In the aftermath of that February jobs report, which showed faster-than-expected wage growth, this looked like it would be a negative. But it wasn’t, as the expiration of February contracts on the CBOE Volatility Index unleashed a torrent of VIX selling, which pushed stock prices higher in an epic short-covering rally.
In the end, the Dow Jones Industrial Average gained 1%, the S&P 500 gained 1.3%, the Nasdaq Composite gained 1.9% and the Russell 2000 gained 1.8%. Treasury bonds weakened, pushing the 10-year yield up to 2.91% — approaching the 3% threshold that is widely seen as a critical level as GDP growth, fiscal largesse and inflation pressures push up borrowing costs.
The dollar was hit hard as well, with Societe Generale’s Albert Edwards worried the drop is being driven by the seemingly limitless spending being condoned in Washington by President Trump and Congressional Republicans. Both gold and crude oil moved higher.
Breadth was positive, with advancers outpacing decliners by a 2.2-to-1 ratio. Troubled burrito maker Chipotle Mexican Grill, Inc. (NYSE:CMG) gained 15% on the announcement of a new CEO and hopes he can emulate the success he enjoyed at Taco Bell. At the sector level, gold miners led the way with a gain of 4.1%, while REITs were the laggards on the drag from the backup in rates.
On the economic front, both core CPI and CPI beat estimates on a monthly basis, but the annualized rates remain tepid.
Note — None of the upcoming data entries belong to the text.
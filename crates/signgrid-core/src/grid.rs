use serde::{Deserialize, Serialize};

use crate::cell::Cell;
use crate::cursor::{CellAddress, Cursor};
use crate::error::GridError;
use crate::navigate::{step, Direction};
use crate::snapshot::GridSnapshot;

/// Default grid dimensions for a fresh session
pub const DEFAULT_ROWS: usize = 8;
pub const DEFAULT_COLUMNS: usize = 10;

/// The addressable 2-D store of per-cell symbol text
///
/// Owns exactly `rows * columns` cells in flat row-major order plus the
/// single active-cell cursor. Every instance owns its own state; nothing
/// is shared between grids.
#[derive(Debug, Clone, PartialEq, Eq, Serialize, Deserialize)]
pub struct GridBuffer {
    rows: usize,
    columns: usize,
    cells: Vec<Cell>,
    cursor: Cursor,
}

impl Default for GridBuffer {
    fn default() -> Self {
        Self::new()
    }
}

impl GridBuffer {
    /// Create a grid with the default session dimensions
    pub fn new() -> Self {
        Self {
            rows: DEFAULT_ROWS,
            columns: DEFAULT_COLUMNS,
            cells: vec![Cell::default(); DEFAULT_ROWS * DEFAULT_COLUMNS],
            cursor: Cursor::Unselected,
        }
    }

    /// Create a grid with the given dimensions
    pub fn with_size(rows: usize, columns: usize) -> Result<Self, GridError> {
        if rows == 0 || columns == 0 {
            return Err(GridError::InvalidDimension { rows, columns });
        }
        Ok(Self {
            rows,
            columns,
            cells: vec![Cell::default(); rows * columns],
            cursor: Cursor::Unselected,
        })
    }

    pub fn rows(&self) -> usize {
        self.rows
    }

    pub fn columns(&self) -> usize {
        self.columns
    }

    pub fn cursor(&self) -> Cursor {
        self.cursor
    }

    /// The active cell address, if one is selected
    pub fn active_cell(&self) -> Option<CellAddress> {
        self.cursor.active()
    }

    pub fn cell_text(&self, addr: CellAddress) -> Option<&str> {
        if !self.in_bounds(addr) {
            return None;
        }
        Some(self.cells[addr.flat_index(self.columns)].as_str())
    }

    /// True when every cell is empty
    pub fn is_empty(&self) -> bool {
        self.cells.iter().all(Cell::is_empty)
    }

    fn in_bounds(&self, addr: CellAddress) -> bool {
        addr.col < self.columns && addr.row < self.rows
    }

    /// Replace the grid with fresh empty cells of the given dimensions
    ///
    /// All existing text is discarded and the cursor is reset, even when
    /// the dimensions are unchanged. Zero dimensions are rejected without
    /// touching the buffer.
    pub fn resize(&mut self, rows: usize, columns: usize) -> Result<(), GridError> {
        if rows == 0 || columns == 0 {
            return Err(GridError::InvalidDimension { rows, columns });
        }
        self.rows = rows;
        self.columns = columns;
        self.cells = vec![Cell::default(); rows * columns];
        self.cursor = Cursor::Unselected;
        Ok(())
    }

    /// Select, move to, or deselect a cell
    ///
    /// A click on the already-active cell deselects it; a click anywhere
    /// else makes that cell active. This is the complete selection state
    /// machine.
    pub fn toggle_select(&mut self, addr: CellAddress) -> Result<(), GridError> {
        if !self.in_bounds(addr) {
            return Err(GridError::OutOfBounds {
                addr,
                rows: self.rows,
                columns: self.columns,
            });
        }
        self.cursor = match self.cursor {
            Cursor::Selected(current) if current == addr => Cursor::Unselected,
            _ => Cursor::Selected(addr),
        };
        Ok(())
    }

    /// Append text to the active cell; no-op when nothing is selected
    pub fn append_to_active(&mut self, text: &str) {
        if let Cursor::Selected(addr) = self.cursor {
            self.cells[addr.flat_index(self.columns)].append(text);
        }
    }

    /// Remove the last scalar value of the active cell; no-op when
    /// nothing is selected or the cell is empty
    pub fn backspace(&mut self) {
        if let Cursor::Selected(addr) = self.cursor {
            self.cells[addr.flat_index(self.columns)].backspace();
        }
    }

    /// Move the cursor one step in the given direction
    ///
    /// No-op when nothing is selected. Movement never deselects: on a
    /// 1x1 grid, where every step lands on the current cell, the
    /// selection stays put instead of toggling off.
    pub fn move_cursor(&mut self, direction: Direction) {
        if let Cursor::Selected(addr) = self.cursor {
            let next = step(direction, addr, self.rows, self.columns);
            self.cursor = Cursor::Selected(next);
        }
    }

    /// Immutable flat row-major copy of the grid for export
    pub fn snapshot(&self) -> GridSnapshot {
        GridSnapshot::new(
            self.rows,
            self.columns,
            self.cells
                .iter()
                .map(|cell| cell.as_str().to_owned())
                .collect(),
        )
    }
}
Core year-over-year CPI is running at just 1.8%. Retail sales disappointed as well, playing into hopes that the Federal Reserve continues to go slow with its rate hikes, with sales down 0.3% month-over-month for the first decline since September’s report on August sales.
Volatility was intense today, with the Nasdaq up 3% off of its post-CPI futures low. The dollar and bond prices are collapsing. Gold and short volatility ETFs are soaring. The Dow Jones has now climbed above its 50% retracement of its peak-to-trough losses. And the 10-year yield has hit its highest level since January 2014.
This is short-covering, pure and simple. And a relief for risk parity funds that depend on stocks and bonds moving in opposite directions. As long as stocks can keep rising to offset T-bond weakness, the show can go on.
But once higher yields start to bite economic growth and earnings growth expectations — driven by the inevitability of higher inflation — we will see a repeat of the recent market unpleasantness.
My guess is we have a couple of months, at least, before that happens. Until then, the volatility meltdown is creating a number of new trading opportunities. Including the nice gain Edge Pro subscribers are enjoying on their iPath S&P 500 VIX Short Term Futures TM ETN(NYSEARCA:VXX) puts.